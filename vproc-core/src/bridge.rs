//! # Sample Bridge
//!
//! Consumes decoder output channels and forwards each event:
//! - audio → muxer (payload moves with the sample)
//! - video → encoder frame-available signal (timing only)
//!
//! One consumer thread per decoder channel keeps each decoder's emission
//! order. The bridge never touches GPU or session state; it only reads the
//! forwarding targets the event pipeline installs.

use crossbeam_channel::{select, Receiver, Sender};
use parking_lot::{Mutex, RwLock};
use serde::Serialize;
use std::sync::atomic::{AtomicU64, Ordering};
use std::sync::Arc;
use std::thread::{self, JoinHandle};
use tracing::{debug, trace, warn};

use crate::decoder::{DecoderKind, SampleEvent, SampleReceiver};
use crate::encoder::Encoder;
use crate::media::Sample;
use crate::muxer::Muxer;
use crate::pipeline::PipelineError;

// ============================================================================
// Forwarding targets
// ============================================================================

/// Current encoder and muxer, swapped by the event pipeline
#[derive(Default)]
pub struct BridgeTargets {
    encoder: RwLock<Option<Arc<dyn Encoder>>>,
    muxer: RwLock<Option<Arc<dyn Muxer>>>,
}

impl BridgeTargets {
    pub fn new() -> Self {
        Self::default()
    }

    pub fn set_encoder(&self, encoder: Option<Arc<dyn Encoder>>) {
        *self.encoder.write() = encoder;
    }

    pub fn set_muxer(&self, muxer: Option<Arc<dyn Muxer>>) {
        *self.muxer.write() = muxer;
    }

    pub fn encoder(&self) -> Option<Arc<dyn Encoder>> {
        self.encoder.read().clone()
    }

    pub fn muxer(&self) -> Option<Arc<dyn Muxer>> {
        self.muxer.read().clone()
    }

    /// Detach the muxer so no further audio reaches it
    pub fn take_muxer(&self) -> Option<Arc<dyn Muxer>> {
        self.muxer.write().take()
    }

    pub fn clear(&self) {
        self.set_encoder(None);
        self.set_muxer(None);
    }
}

// ============================================================================
// Statistics
// ============================================================================

#[derive(Debug, Clone, Copy, PartialEq, Eq, Default, Serialize)]
pub struct BridgeStats {
    pub audio_forwarded: u64,
    pub video_signalled: u64,
    /// Events that arrived with no target installed
    pub dropped: u64,
    /// Forwarding calls that returned an error
    pub errors: u64,
}

#[derive(Debug, Default)]
struct Counters {
    audio_forwarded: AtomicU64,
    video_signalled: AtomicU64,
    dropped: AtomicU64,
    errors: AtomicU64,
}

impl Counters {
    fn snapshot(&self) -> BridgeStats {
        BridgeStats {
            audio_forwarded: self.audio_forwarded.load(Ordering::Relaxed),
            video_signalled: self.video_signalled.load(Ordering::Relaxed),
            dropped: self.dropped.load(Ordering::Relaxed),
            errors: self.errors.load(Ordering::Relaxed),
        }
    }
}

// ============================================================================
// Bridge
// ============================================================================

pub struct SampleBridge {
    name: String,
    targets: Arc<BridgeTargets>,
    counters: Arc<Counters>,
    shutdown: Mutex<Option<Sender<()>>>,
    shutdown_rx: Receiver<()>,
    workers: Mutex<Vec<JoinHandle<()>>>,
}

impl SampleBridge {
    pub fn new(name: impl Into<String>, targets: Arc<BridgeTargets>) -> Self {
        let (tx, rx) = crossbeam_channel::bounded(0);
        Self {
            name: name.into(),
            targets,
            counters: Arc::new(Counters::default()),
            shutdown: Mutex::new(Some(tx)),
            shutdown_rx: rx,
            workers: Mutex::new(Vec::new()),
        }
    }

    /// Spawn a consumer for one decoder's output channel
    pub fn attach(&self, kind: DecoderKind, events: SampleReceiver) -> Result<(), PipelineError> {
        let targets = Arc::clone(&self.targets);
        let counters = Arc::clone(&self.counters);
        let shutdown = self.shutdown_rx.clone();
        let thread_name = format!("{}-{}-bridge", self.name, kind);

        let handle = thread::Builder::new()
            .name(thread_name.clone())
            .spawn(move || {
                loop {
                    select! {
                        recv(events) -> msg => match msg {
                            Ok(event) => dispatch(&targets, &counters, event),
                            Err(_) => break,
                        },
                        recv(shutdown) -> _ => break,
                    }
                }
                debug!(bridge = %thread_name, "bridge consumer exited");
            })
            .map_err(|e| PipelineError::Spawn(e.to_string()))?;

        let mut workers = self.workers.lock();
        reap_finished(&mut workers, &self.name);
        workers.push(handle);
        Ok(())
    }

    /// Consumers whose decoder channel is still open
    pub fn active_consumers(&self) -> usize {
        let mut workers = self.workers.lock();
        reap_finished(&mut workers, &self.name);
        workers.len()
    }

    pub fn stats(&self) -> BridgeStats {
        self.counters.snapshot()
    }

    /// Stop every consumer and wait for them. Idempotent.
    pub fn stop(&self) {
        drop(self.shutdown.lock().take());
        let workers: Vec<_> = self.workers.lock().drain(..).collect();
        for handle in workers {
            if handle.join().is_err() {
                warn!(bridge = %self.name, "bridge consumer panicked");
            }
        }
    }
}

impl Drop for SampleBridge {
    fn drop(&mut self) {
        self.stop();
    }
}

/// Join consumers that already exited, e.g. after a rolled-back prepare
fn reap_finished(workers: &mut Vec<JoinHandle<()>>, bridge: &str) {
    let (done, running): (Vec<_>, Vec<_>) = workers.drain(..).partition(|h| h.is_finished());
    *workers = running;
    for handle in done {
        if handle.join().is_err() {
            warn!(bridge, "bridge consumer panicked");
        }
    }
}

/// Route one decoder event to its target
fn dispatch(targets: &BridgeTargets, counters: &Counters, event: SampleEvent) {
    match event.decoder {
        DecoderKind::Audio => {
            let (Some(muxer), Some(payload)) = (targets.muxer(), event.payload) else {
                counters.dropped.fetch_add(1, Ordering::Relaxed);
                trace!(pts = event.info.pts_us, "audio sample dropped");
                return;
            };
            match muxer.write_audio_sample(Sample::wrap(event.info, payload)) {
                Ok(()) => {
                    counters.audio_forwarded.fetch_add(1, Ordering::Relaxed);
                }
                Err(e) => {
                    counters.errors.fetch_add(1, Ordering::Relaxed);
                    warn!(pts = event.info.pts_us, "audio write failed: {}", e);
                }
            }
        }
        DecoderKind::Video => {
            let Some(encoder) = targets.encoder() else {
                counters.dropped.fetch_add(1, Ordering::Relaxed);
                trace!(pts = event.info.pts_us, "video frame dropped");
                return;
            };
            match encoder.on_frame_available(event.info.pts_us) {
                Ok(()) => {
                    counters.video_signalled.fetch_add(1, Ordering::Relaxed);
                }
                Err(e) => {
                    counters.errors.fetch_add(1, Ordering::Relaxed);
                    warn!(pts = event.info.pts_us, "frame signal failed: {}", e);
                }
            }
        }
    }
}
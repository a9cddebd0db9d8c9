//! # Media Model
//!
//! Passive carriers shared by every stage of a processing session:
//! - [`Track`] describes one stream inside the source container
//! - [`Sample`] is one timed buffer travelling from a codec to the muxer
//! - [`Rotation`] is the display rotation hint attached to a video track

use bytes::Bytes;
use serde::{Deserialize, Serialize};
use std::fmt;
use thiserror::Error;

#[derive(Debug, Clone, PartialEq, Eq, Error)]
pub enum FormatError {
    #[error("Unsupported rotation: {0} degrees")]
    UnsupportedRotation(i32),
    #[error("Track {index} is not a {expected} track")]
    WrongTrackKind { index: u32, expected: TrackKind },
    #[error("Invalid dimensions {width}x{height}")]
    InvalidDimensions { width: u32, height: u32 },
}

// ============================================================================
// Geometry
// ============================================================================

/// Width/height pair in pixels
#[derive(Debug, Clone, Copy, PartialEq, Eq, Hash, Default, Serialize, Deserialize)]
pub struct Size {
    pub width: u32,
    pub height: u32,
}

impl Size {
    pub const fn new(width: u32, height: u32) -> Self {
        Self { width, height }
    }

    pub fn is_empty(&self) -> bool {
        self.width == 0 || self.height == 0
    }

    pub fn swapped(&self) -> Self {
        Self::new(self.height, self.width)
    }

    pub fn pixels(&self) -> u64 {
        self.width as u64 * self.height as u64
    }
}

impl fmt::Display for Size {
    fn fmt(&self, f: &mut fmt::Formatter<'_>) -> fmt::Result {
        write!(f, "{}x{}", self.width, self.height)
    }
}

/// Display rotation of a video track, clockwise
#[derive(Debug, Clone, Copy, PartialEq, Eq, Hash, Default, Serialize, Deserialize)]
pub enum Rotation {
    #[default]
    Deg0,
    Deg90,
    Deg180,
    Deg270,
}

impl Rotation {
    /// Parse from degrees. Any multiple of 90 is accepted, negative values included.
    pub fn from_degrees(degrees: i32) -> Result<Self, FormatError> {
        match degrees.rem_euclid(360) {
            0 => Ok(Self::Deg0),
            90 => Ok(Self::Deg90),
            180 => Ok(Self::Deg180),
            270 => Ok(Self::Deg270),
            _ => Err(FormatError::UnsupportedRotation(degrees)),
        }
    }

    pub fn degrees(&self) -> i32 {
        match self {
            Self::Deg0 => 0,
            Self::Deg90 => 90,
            Self::Deg180 => 180,
            Self::Deg270 => 270,
        }
    }

    /// Landscape-preserving rotations keep the coded width/height as-is
    pub fn is_horizontal(&self) -> bool {
        matches!(self, Self::Deg0 | Self::Deg180)
    }

    /// Content size after applying this rotation to a coded size
    pub fn apply(&self, coded: Size) -> Size {
        if self.is_horizontal() {
            coded
        } else {
            coded.swapped()
        }
    }
}

// ============================================================================
// Tracks
// ============================================================================

#[derive(Debug, Clone, Copy, PartialEq, Eq, Hash, Serialize, Deserialize)]
pub enum TrackKind {
    Video,
    Audio,
}

impl fmt::Display for TrackKind {
    fn fmt(&self, f: &mut fmt::Formatter<'_>) -> fmt::Result {
        match self {
            TrackKind::Video => f.write_str("video"),
            TrackKind::Audio => f.write_str("audio"),
        }
    }
}

/// Codec carried by a track
#[derive(Debug, Clone, Copy, PartialEq, Eq, Hash, Serialize, Deserialize)]
pub enum Codec {
    H264,
    H265,
    Vp9,
    Av1,
    Mpeg4Visual,
    Aac,
    Ac3,
    Eac3,
    Opus,
    Flac,
    Unknown,
}

impl Codec {
    pub fn from_fourcc(fourcc: &[u8; 4]) -> Self {
        match fourcc {
            b"avc1" | b"avc3" => Codec::H264,
            b"hvc1" | b"hev1" => Codec::H265,
            b"vp09" => Codec::Vp9,
            b"av01" => Codec::Av1,
            b"mp4v" => Codec::Mpeg4Visual,
            b"mp4a" => Codec::Aac,
            b"ac-3" => Codec::Ac3,
            b"ec-3" => Codec::Eac3,
            b"Opus" => Codec::Opus,
            b"fLaC" => Codec::Flac,
            _ => Codec::Unknown,
        }
    }

    pub fn mime(&self) -> &'static str {
        match self {
            Codec::H264 => "video/avc",
            Codec::H265 => "video/hevc",
            Codec::Vp9 => "video/x-vnd.on2.vp9",
            Codec::Av1 => "video/av01",
            Codec::Mpeg4Visual => "video/mp4v-es",
            Codec::Aac => "audio/mp4a-latm",
            Codec::Ac3 => "audio/ac3",
            Codec::Eac3 => "audio/eac3",
            Codec::Opus => "audio/opus",
            Codec::Flac => "audio/flac",
            Codec::Unknown => "application/octet-stream",
        }
    }
}

#[derive(Debug, Clone, PartialEq, Eq, Default, Serialize, Deserialize)]
pub struct VideoFormat {
    /// Coded width (before rotation)
    pub width: u32,
    /// Coded height (before rotation)
    pub height: u32,
    pub rotation: Rotation,
    pub frame_rate: Option<u32>,
    pub i_frame_interval: Option<u32>,
    /// Average bitrate in bits per second
    pub bitrate: Option<u32>,
    pub profile: Option<u32>,
    pub level: Option<u32>,
    /// Codec configuration record (avcC/hvcC payload)
    #[serde(skip)]
    pub codec_config: Vec<u8>,
}

impl VideoFormat {
    pub fn coded_size(&self) -> Size {
        Size::new(self.width, self.height)
    }

    /// Size of the picture as it should be displayed
    pub fn content_size(&self) -> Size {
        self.rotation.apply(self.coded_size())
    }
}

#[derive(Debug, Clone, PartialEq, Eq, Default, Serialize, Deserialize)]
pub struct AudioFormat {
    pub sample_rate: u32,
    pub channels: u16,
    pub bitrate: Option<u32>,
    #[serde(skip)]
    pub codec_config: Vec<u8>,
}

#[derive(Debug, Clone, PartialEq, Eq, Serialize, Deserialize)]
pub enum TrackFormat {
    Video(VideoFormat),
    Audio(AudioFormat),
}

/// Format descriptor of one stream. Immutable once the demuxer hands it out.
#[derive(Debug, Clone, PartialEq, Eq, Serialize, Deserialize)]
pub struct Track {
    /// Index of the track inside its container
    pub index: u32,
    pub codec: Codec,
    pub duration_us: i64,
    pub format: TrackFormat,
}

impl Track {
    pub fn kind(&self) -> TrackKind {
        match self.format {
            TrackFormat::Video(_) => TrackKind::Video,
            TrackFormat::Audio(_) => TrackKind::Audio,
        }
    }

    pub fn video(&self) -> Option<&VideoFormat> {
        match &self.format {
            TrackFormat::Video(v) => Some(v),
            TrackFormat::Audio(_) => None,
        }
    }

    pub fn audio(&self) -> Option<&AudioFormat> {
        match &self.format {
            TrackFormat::Audio(a) => Some(a),
            TrackFormat::Video(_) => None,
        }
    }

    pub fn require_video(&self) -> Result<&VideoFormat, FormatError> {
        self.video().ok_or(FormatError::WrongTrackKind {
            index: self.index,
            expected: TrackKind::Video,
        })
    }

    pub fn require_audio(&self) -> Result<&AudioFormat, FormatError> {
        self.audio().ok_or(FormatError::WrongTrackKind {
            index: self.index,
            expected: TrackKind::Audio,
        })
    }
}

// ============================================================================
// Samples
// ============================================================================

/// Per-sample flags
#[derive(Debug, Clone, Copy, PartialEq, Eq, Hash, Default)]
pub struct SampleFlags(u8);

impl SampleFlags {
    pub const NONE: Self = Self(0);
    pub const KEY_FRAME: Self = Self(0x01);
    pub const CODEC_CONFIG: Self = Self(0x02);
    pub const END_OF_STREAM: Self = Self(0x04);

    pub fn contains(&self, other: Self) -> bool {
        self.0 & other.0 == other.0
    }

    pub fn bits(&self) -> u8 {
        self.0
    }
}

impl std::ops::BitOr for SampleFlags {
    type Output = Self;

    fn bitor(self, rhs: Self) -> Self {
        Self(self.0 | rhs.0)
    }
}

/// Timing and flag metadata of one buffer
#[derive(Debug, Clone, Copy, PartialEq, Eq, Default)]
pub struct SampleInfo {
    /// Presentation timestamp in microseconds
    pub pts_us: i64,
    /// Payload size in bytes
    pub size: usize,
    pub flags: SampleFlags,
}

impl SampleInfo {
    pub fn new(pts_us: i64, size: usize, flags: SampleFlags) -> Self {
        Self { pts_us, size, flags }
    }

    pub fn is_key_frame(&self) -> bool {
        self.flags.contains(SampleFlags::KEY_FRAME)
    }

    pub fn is_end_of_stream(&self) -> bool {
        self.flags.contains(SampleFlags::END_OF_STREAM)
    }
}

/// One timed buffer. Wraps exactly one payload and is never mutated after creation.
#[derive(Debug, Clone, PartialEq, Eq)]
pub struct Sample {
    info: SampleInfo,
    data: Bytes,
}

impl Sample {
    /// Wrap a payload; the recorded size always matches the payload.
    pub fn wrap(info: SampleInfo, data: Bytes) -> Self {
        let info = SampleInfo { size: data.len(), ..info };
        Self { info, data }
    }

    pub fn info(&self) -> &SampleInfo {
        &self.info
    }

    pub fn pts_us(&self) -> i64 {
        self.info.pts_us
    }

    pub fn flags(&self) -> SampleFlags {
        self.info.flags
    }

    pub fn data(&self) -> &Bytes {
        &self.data
    }

    pub fn len(&self) -> usize {
        self.data.len()
    }

    pub fn is_empty(&self) -> bool {
        self.data.is_empty()
    }

    /// Hand the payload to its next owner
    pub fn into_data(self) -> Bytes {
        self.data
    }
}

______________________________

▸ YOUR GOAL
Report only the number of lines, among the records above, that contain the word "SampleEvent".

▸ RESPONSE TO THIS EXERCISE
2